In the present study, the most pronounced effect of NAP was protection against the mortality and morbidity associated with head trauma. This protection may be reflected, in part, by the dramatic reduction in brain edema, one of the most common and destructive consequences of head injury. The focus was functional recovery in vivo. Earlier in vitro studies had shown the NAP protected primary neurons and neuronal-like cell lines (Bassan et al., 1999; Offen et al., 2000). The protection against brain edema was reflected in both the direct measurement of water content (at 24 h post injury) and in MRI evaluations, suggesting endothelial cells as additional potential cell targets for NAP's protective effect. The MRI was assessed in the same animal over a period of 2 weeks. In comparison with other protective agents (e.g., HU-211, a novel noncompetitive NMDA antagonist and Tempol, a stable nitroxide radical) tested in the same paradigm (Shohami et al., 1995, 1996; Beit-Yannai et al., 1996), NAP protection was among the best. Although the efficacy of NAP treatment reported here is encouraging, further optimization is required before clinical application.

TNF is a member of a family of signaling molecules that exert their biological activity by interacting with high-affinity receptors (for review, see Shohami et al., 1999). This proinflammatory cytokine is produced upon stimulation by monocytes, macrophages, T and B lymphocytes, neutrophils, and mast cells. In addition, ischemic and traumatic brain injury induces the release of soluble TNF from neurons and astrocytes into the extracellular space. TNF is suggested as one of the mediators of delayed brain damage (Shohami et al., 1999).

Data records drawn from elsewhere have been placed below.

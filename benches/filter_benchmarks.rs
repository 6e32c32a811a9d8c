/*!
# Filter Benchmarks

Parsing and compiling filter trees, without a database.

## Usage

```bash
cargo bench --bench filter_benchmarks

# Run specific benchmark group
cargo bench --bench filter_benchmarks -- "Filter Compilation"

# Quick benchmark with fewer samples
cargo bench --bench filter_benchmarks -- --quick
```

HTML reports are generated in `target/criterion/report/index.html`.
*/

use criterion::{BenchmarkId, Criterion, criterion_group, criterion_main};
use querycrate::{Filter, FilterGroup, ListQuery, Logic, compile_filter_group};
use sea_orm::{DatabaseBackend, QueryTrait, entity::prelude::*, sea_query::SqliteQueryBuilder};
use std::hint::black_box;

#[derive(Clone, Debug, PartialEq, DeriveEntityModel)]
#[sea_orm(table_name = "benchmark_users")]
pub struct Model {
    #[sea_orm(primary_key)]
    pub id: i32,
    pub first_name: String,
    pub age: i32,
    pub joined_on: String,
}

#[derive(Copy, Clone, Debug, EnumIter, DeriveRelation)]
pub enum Relation {}

impl ActiveModelBehavior for ActiveModel {}

const NESTED_FILTER: &str = r#"{
    "logic": "and",
    "filters": [
        {"field": "age", "operator": "gt", "value": 21},
        {"field": "joined_on", "operator": "between", "value": ["2024-01-01", "2024-12-31"]}
    ],
    "groups": [{
        "logic": "or",
        "filters": [
            {"field": "first_name", "operator": "like", "value": "User"},
            {"field": "id", "operator": "in", "value": [1, 2, 3, 4, 5]}
        ],
        "groups": [{
            "logic": "and",
            "filters": [{"field": "age", "operator": "lte", "value": 65}]
        }]
    }]
}"#;

/// A tree `depth` groups deep, each level alternating logic with two leaves.
fn deep_tree(depth: usize) -> FilterGroup {
    (0..depth).fold(FilterGroup::default(), |inner, level| {
        let logic = if level % 2 == 0 { Logic::And } else { Logic::Or };
        FilterGroup::new(logic)
            .with_filter(Filter::new("age", "gte", 18))
            .with_filter(Filter::new("joined_on", "lt", "2024-06-01"))
            .with_group(inner)
    })
}

fn filter_benchmarks(c: &mut Criterion) {
    let mut group = c.benchmark_group("Filter Compilation");

    group.bench_function("parse_nested", |b| {
        b.iter(|| FilterGroup::parse(black_box(NESTED_FILTER)));
    });

    let parsed = FilterGroup::parse(NESTED_FILTER).expect("benchmark filter parses");
    group.bench_function("compile_nested", |b| {
        b.iter(|| compile_filter_group(black_box(&parsed), DatabaseBackend::Sqlite));
    });

    for depth in [1, 4, 16] {
        let tree = deep_tree(depth);
        group.bench_with_input(BenchmarkId::new("compile_depth", depth), &tree, |b, tree| {
            b.iter(|| compile_filter_group(black_box(tree), DatabaseBackend::Postgres));
        });
    }

    group.finish();

    let mut group = c.benchmark_group("List Query");

    group.bench_function("from_params_and_render", |b| {
        b.iter(|| {
            let list = ListQuery::from_params_with_allowed_fields(
                black_box(NESTED_FILTER),
                black_box(r#"[{"field":"age","dir":"desc"},{"field":"first_name"}]"#),
                2,
                25,
                &["id", "first_name", "age", "joined_on"],
                &["first_name", "age"],
            )
            .expect("benchmark params are valid");
            list.apply(Entity::find(), DatabaseBackend::Sqlite)
                .into_query()
                .to_string(SqliteQueryBuilder)
        });
    });

    group.finish();
}

criterion_group!(benches, filter_benchmarks);
criterion_main!(benches);
use sea_orm::QuerySelect;
use url::form_urlencoded;

use crate::models::{Pagination, PaginationMetadata};

/// Apply `LIMIT`/`OFFSET` for a page.
///
/// A page size of zero or less leaves the query unchanged. The offset is only applied for a
/// positive page number.
pub fn apply_pagination<Q: QuerySelect>(query: Q, pagination: &Pagination) -> Q {
    let Some(limit) = pagination.limit() else {
        return query;
    };

    tracing::debug!(limit, offset = ?pagination.offset(), "Applying pagination");
    let query = query.limit(limit);
    match pagination.offset() {
        Some(offset) => query.offset(offset),
        None => query,
    }
}

/// Rewrite `base_uri` to point at `page`, keeping every other query parameter.
fn page_link(base_uri: &str, page: u64, page_size: u64) -> String {
    let (path, query) = base_uri.split_once('?').unwrap_or((base_uri, ""));

    let mut serializer = form_urlencoded::Serializer::new(String::new());
    for (key, value) in form_urlencoded::parse(query.as_bytes()) {
        if key != "page" && key != "pageSize" {
            serializer.append_pair(&key, &value);
        }
    }
    serializer
        .append_pair("page", &page.to_string())
        .append_pair("pageSize", &page_size.to_string());

    format!("{path}?{}", serializer.finish())
}

/// Page count and prev/next links for a result of `total_items` rows.
///
/// Without pagination, or with a page size of zero or less, everything fits on one page and no
/// links are produced. A page number below 1 is treated as page 1.
#[must_use]
pub fn pagination_metadata(
    pagination: Option<&Pagination>,
    total_items: u64,
    base_uri: &str,
) -> PaginationMetadata {
    let Some((pagination, page_size)) =
        pagination.and_then(|p| p.limit().map(|size| (p, size)))
    else {
        return PaginationMetadata {
            total_pages: 1,
            total_items,
            prev: None,
            next: None,
        };
    };

    let total_pages = total_items.div_ceil(page_size);
    let current = u64::try_from(pagination.page).unwrap_or(0).max(1);

    PaginationMetadata {
        total_pages,
        total_items,
        prev: (current > 1).then(|| page_link(base_uri, current - 1, page_size)),
        next: (current < total_pages).then(|| page_link(base_uri, current + 1, page_size)),
    }
}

We recently suggested that in the early hours after trauma, the presence of reactive oxygen species in the injured tissue aggravates its toxicity (Trembovler et al., 1999). It has been recently shown that VIP inhibits the production of TNF in injured spinal cord and in activated microglia (Kim et al., 2000), while increasing the synthesis of the NAP-containing protein ADNP (Bassan et al., 1999). Therefore, the levels of TNF were measured in the brains of injured controls and NAP-treated mice at times shown previously for maximal TNF production (Shohami et al., 1994). Our results showed that NAP prevented the trauma-induced accumulation of TNF (Fig. 6A) and suggested that the protective effect of NAP might be, at least in part, mediated by inhibiting TNF toxicity (as demonstrated in PC12 cells; Fig. 6B). Taken together, CHI induces the release of TNF, which acts as neurotoxic mediator, and the correlation reported here between inhibiting this cytokine and the facilitated neurobehavioral recovery after CHI support TNF inhibition as one of the protective mechanisms of NAP.

Long-term accumulation of TNF has been associated with neurodegeneration in AIDS dementia, Alzheimer's, and Parkinson's disease (Bjugstad et al., 1998), and head trauma has been suggested as a major risk factor for Alzheimer's disease (Schofield at al., 1997). The administration of NAP, a novel, very short, and highly efficacious peptide, should thus be further evaluated as a potential drug for amelioration of delayed brain damage after traumatic injury and as a preventive measure against progressive neurodegenerative diseases (Gozes et al., 2000).